Scan the records for the word "unwrap". Report each line where it occurs.

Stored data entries
Start of Block
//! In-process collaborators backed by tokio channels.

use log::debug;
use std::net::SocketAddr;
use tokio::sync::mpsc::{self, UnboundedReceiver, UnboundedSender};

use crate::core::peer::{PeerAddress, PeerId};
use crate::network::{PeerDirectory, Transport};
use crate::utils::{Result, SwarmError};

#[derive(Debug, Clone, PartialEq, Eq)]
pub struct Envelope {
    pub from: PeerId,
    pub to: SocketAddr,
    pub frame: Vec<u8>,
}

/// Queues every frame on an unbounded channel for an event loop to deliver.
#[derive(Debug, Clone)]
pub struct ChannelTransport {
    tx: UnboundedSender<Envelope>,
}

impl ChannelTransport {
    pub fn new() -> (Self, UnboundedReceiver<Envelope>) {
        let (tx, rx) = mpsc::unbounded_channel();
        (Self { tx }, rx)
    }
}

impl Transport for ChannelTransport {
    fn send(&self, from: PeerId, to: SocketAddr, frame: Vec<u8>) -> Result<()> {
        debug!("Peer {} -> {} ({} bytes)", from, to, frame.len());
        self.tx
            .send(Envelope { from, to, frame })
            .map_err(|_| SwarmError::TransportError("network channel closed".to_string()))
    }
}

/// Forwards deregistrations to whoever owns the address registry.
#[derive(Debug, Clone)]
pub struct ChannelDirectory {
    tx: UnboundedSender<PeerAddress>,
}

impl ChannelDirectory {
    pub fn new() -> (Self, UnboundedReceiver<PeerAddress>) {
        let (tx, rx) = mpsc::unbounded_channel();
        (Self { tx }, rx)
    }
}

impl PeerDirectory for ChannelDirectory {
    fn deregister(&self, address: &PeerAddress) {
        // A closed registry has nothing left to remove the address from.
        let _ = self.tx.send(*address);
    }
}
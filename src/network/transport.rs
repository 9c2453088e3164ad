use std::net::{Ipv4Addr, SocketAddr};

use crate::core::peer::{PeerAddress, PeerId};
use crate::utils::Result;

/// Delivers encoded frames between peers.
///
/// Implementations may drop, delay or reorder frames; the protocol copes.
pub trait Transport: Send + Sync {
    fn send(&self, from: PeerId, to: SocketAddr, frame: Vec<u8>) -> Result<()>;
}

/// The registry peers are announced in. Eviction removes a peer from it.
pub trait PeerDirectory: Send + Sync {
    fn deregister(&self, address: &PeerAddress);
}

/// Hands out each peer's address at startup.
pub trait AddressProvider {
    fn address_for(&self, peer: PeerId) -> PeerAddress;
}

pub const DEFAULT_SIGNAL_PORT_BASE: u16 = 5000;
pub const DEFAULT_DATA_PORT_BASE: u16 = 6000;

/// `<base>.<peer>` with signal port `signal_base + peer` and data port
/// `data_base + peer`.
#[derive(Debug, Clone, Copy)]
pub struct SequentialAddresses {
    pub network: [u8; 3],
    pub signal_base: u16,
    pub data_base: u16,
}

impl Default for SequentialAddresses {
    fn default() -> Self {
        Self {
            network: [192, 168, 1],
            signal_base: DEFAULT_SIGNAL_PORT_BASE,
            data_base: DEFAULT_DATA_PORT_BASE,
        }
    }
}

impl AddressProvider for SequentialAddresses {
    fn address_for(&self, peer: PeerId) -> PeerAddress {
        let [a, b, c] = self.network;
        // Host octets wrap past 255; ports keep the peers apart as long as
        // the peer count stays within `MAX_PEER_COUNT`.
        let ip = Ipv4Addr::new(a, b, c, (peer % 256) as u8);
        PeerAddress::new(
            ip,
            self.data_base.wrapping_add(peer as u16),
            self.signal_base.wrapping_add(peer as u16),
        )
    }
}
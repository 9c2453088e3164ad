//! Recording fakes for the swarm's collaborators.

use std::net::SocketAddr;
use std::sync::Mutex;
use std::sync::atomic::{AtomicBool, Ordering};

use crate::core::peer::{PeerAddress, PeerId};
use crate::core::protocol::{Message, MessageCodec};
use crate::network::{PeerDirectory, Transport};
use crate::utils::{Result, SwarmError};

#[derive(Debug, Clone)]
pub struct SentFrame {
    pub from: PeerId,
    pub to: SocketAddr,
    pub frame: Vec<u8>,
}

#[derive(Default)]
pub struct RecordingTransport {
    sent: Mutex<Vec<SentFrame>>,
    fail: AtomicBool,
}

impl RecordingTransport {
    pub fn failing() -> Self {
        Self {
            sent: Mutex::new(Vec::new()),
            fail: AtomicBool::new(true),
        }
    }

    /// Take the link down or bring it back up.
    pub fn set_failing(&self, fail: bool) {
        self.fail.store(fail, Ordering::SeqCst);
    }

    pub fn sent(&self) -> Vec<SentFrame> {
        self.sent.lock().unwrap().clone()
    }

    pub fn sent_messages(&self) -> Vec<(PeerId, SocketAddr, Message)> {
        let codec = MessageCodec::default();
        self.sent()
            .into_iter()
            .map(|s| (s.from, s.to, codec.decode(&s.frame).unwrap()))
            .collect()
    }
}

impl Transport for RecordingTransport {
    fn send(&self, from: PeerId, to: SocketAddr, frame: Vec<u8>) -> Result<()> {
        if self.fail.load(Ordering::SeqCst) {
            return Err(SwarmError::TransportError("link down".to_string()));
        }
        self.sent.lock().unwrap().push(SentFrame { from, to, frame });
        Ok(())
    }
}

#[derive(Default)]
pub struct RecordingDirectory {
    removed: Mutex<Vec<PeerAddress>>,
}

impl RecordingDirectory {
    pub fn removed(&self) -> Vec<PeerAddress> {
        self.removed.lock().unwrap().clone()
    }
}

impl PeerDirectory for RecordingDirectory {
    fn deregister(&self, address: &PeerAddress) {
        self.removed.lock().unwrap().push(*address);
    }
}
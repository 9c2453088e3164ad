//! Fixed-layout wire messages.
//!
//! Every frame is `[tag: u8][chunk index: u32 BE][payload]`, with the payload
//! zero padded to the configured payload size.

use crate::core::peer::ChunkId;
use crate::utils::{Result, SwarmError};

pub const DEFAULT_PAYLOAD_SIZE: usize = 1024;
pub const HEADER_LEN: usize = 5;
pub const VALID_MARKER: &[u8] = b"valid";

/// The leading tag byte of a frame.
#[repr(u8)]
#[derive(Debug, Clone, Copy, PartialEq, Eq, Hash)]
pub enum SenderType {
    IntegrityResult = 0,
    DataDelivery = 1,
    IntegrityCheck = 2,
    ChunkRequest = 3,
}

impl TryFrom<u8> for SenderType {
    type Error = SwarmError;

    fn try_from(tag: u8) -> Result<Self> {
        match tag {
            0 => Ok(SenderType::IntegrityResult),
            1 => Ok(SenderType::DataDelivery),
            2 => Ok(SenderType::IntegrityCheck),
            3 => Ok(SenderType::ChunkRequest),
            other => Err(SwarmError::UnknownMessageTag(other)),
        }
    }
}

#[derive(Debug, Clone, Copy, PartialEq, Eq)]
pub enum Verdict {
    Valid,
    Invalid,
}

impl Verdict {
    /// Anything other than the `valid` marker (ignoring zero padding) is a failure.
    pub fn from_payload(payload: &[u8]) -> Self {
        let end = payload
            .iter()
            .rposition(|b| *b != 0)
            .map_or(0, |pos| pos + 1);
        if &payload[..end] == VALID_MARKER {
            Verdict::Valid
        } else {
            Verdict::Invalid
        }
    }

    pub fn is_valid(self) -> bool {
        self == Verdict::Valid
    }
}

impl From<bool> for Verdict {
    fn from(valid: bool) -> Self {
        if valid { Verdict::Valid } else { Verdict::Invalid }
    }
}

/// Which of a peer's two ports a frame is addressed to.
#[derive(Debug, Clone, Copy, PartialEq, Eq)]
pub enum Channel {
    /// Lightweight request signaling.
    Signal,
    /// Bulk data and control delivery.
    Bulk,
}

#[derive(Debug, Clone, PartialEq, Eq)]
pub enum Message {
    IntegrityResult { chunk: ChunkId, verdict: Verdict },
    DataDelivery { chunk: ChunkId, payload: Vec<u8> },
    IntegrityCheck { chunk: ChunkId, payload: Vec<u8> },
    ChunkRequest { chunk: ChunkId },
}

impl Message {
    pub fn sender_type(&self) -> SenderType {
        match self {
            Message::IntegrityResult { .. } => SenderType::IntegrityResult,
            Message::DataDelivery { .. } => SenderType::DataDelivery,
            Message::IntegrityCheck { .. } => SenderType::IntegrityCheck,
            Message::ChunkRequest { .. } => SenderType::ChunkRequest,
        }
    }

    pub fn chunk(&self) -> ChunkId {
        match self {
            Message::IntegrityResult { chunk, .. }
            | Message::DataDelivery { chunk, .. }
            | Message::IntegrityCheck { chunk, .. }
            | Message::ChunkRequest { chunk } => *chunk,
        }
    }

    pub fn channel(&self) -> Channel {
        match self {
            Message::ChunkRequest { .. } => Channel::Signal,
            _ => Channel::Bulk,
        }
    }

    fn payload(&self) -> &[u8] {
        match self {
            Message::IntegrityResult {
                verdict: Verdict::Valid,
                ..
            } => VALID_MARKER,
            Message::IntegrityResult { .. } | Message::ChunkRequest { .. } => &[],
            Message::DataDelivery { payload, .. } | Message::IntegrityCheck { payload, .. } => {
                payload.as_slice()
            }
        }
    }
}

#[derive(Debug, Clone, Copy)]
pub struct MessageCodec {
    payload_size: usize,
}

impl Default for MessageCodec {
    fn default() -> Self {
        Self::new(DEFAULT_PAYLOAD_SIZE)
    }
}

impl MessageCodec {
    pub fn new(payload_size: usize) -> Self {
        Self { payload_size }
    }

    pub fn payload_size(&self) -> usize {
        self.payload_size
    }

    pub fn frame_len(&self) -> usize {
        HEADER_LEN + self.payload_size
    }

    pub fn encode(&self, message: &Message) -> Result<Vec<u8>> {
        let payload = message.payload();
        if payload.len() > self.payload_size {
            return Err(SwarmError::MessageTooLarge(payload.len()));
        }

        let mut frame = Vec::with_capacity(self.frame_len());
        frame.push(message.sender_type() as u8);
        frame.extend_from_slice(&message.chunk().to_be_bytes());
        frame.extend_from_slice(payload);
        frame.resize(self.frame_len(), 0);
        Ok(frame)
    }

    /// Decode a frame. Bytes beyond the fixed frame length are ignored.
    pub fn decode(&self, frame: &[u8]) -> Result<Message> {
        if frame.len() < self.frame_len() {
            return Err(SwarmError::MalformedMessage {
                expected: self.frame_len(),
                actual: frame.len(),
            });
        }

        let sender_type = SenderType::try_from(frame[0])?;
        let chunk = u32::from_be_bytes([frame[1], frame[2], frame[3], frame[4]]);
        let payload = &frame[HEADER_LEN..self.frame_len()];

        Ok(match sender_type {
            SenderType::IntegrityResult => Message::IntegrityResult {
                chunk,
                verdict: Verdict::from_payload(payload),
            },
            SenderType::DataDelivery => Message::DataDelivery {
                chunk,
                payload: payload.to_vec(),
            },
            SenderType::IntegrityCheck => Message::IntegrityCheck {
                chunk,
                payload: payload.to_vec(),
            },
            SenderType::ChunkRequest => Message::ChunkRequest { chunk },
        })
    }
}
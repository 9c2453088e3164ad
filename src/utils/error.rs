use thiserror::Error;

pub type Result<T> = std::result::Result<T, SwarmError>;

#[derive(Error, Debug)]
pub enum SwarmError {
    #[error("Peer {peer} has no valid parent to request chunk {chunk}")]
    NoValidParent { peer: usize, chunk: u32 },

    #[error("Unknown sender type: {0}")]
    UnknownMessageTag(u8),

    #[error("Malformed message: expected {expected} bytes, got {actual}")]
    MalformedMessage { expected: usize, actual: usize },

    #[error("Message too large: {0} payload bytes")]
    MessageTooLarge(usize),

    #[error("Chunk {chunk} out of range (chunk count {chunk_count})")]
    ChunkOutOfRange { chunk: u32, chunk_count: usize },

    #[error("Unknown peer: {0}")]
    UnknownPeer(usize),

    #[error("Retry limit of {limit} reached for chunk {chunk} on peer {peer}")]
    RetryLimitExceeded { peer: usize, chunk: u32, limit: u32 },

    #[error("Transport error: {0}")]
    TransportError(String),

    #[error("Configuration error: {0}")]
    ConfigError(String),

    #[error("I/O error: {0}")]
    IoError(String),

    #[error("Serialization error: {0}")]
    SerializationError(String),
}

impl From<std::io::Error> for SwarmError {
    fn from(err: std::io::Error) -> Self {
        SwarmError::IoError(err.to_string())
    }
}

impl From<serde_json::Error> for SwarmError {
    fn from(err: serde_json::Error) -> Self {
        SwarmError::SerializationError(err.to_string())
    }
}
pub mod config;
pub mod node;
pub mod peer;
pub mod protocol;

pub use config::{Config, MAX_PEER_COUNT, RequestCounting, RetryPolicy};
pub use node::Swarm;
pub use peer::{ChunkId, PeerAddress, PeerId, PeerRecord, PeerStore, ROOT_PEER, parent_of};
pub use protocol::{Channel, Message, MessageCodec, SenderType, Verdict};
End of Block
**RESULT FOR THIS EXERCISE:**
        self.sent.lock().unwrap().clone()
            .map(|s| (s.from, s.to, codec.decode(&s.frame).unwrap()))
        self.sent.lock().unwrap().push(SentFrame { from, to, frame });
        self.removed.lock().unwrap().clone()
        self.removed.lock().unwrap().push(*address);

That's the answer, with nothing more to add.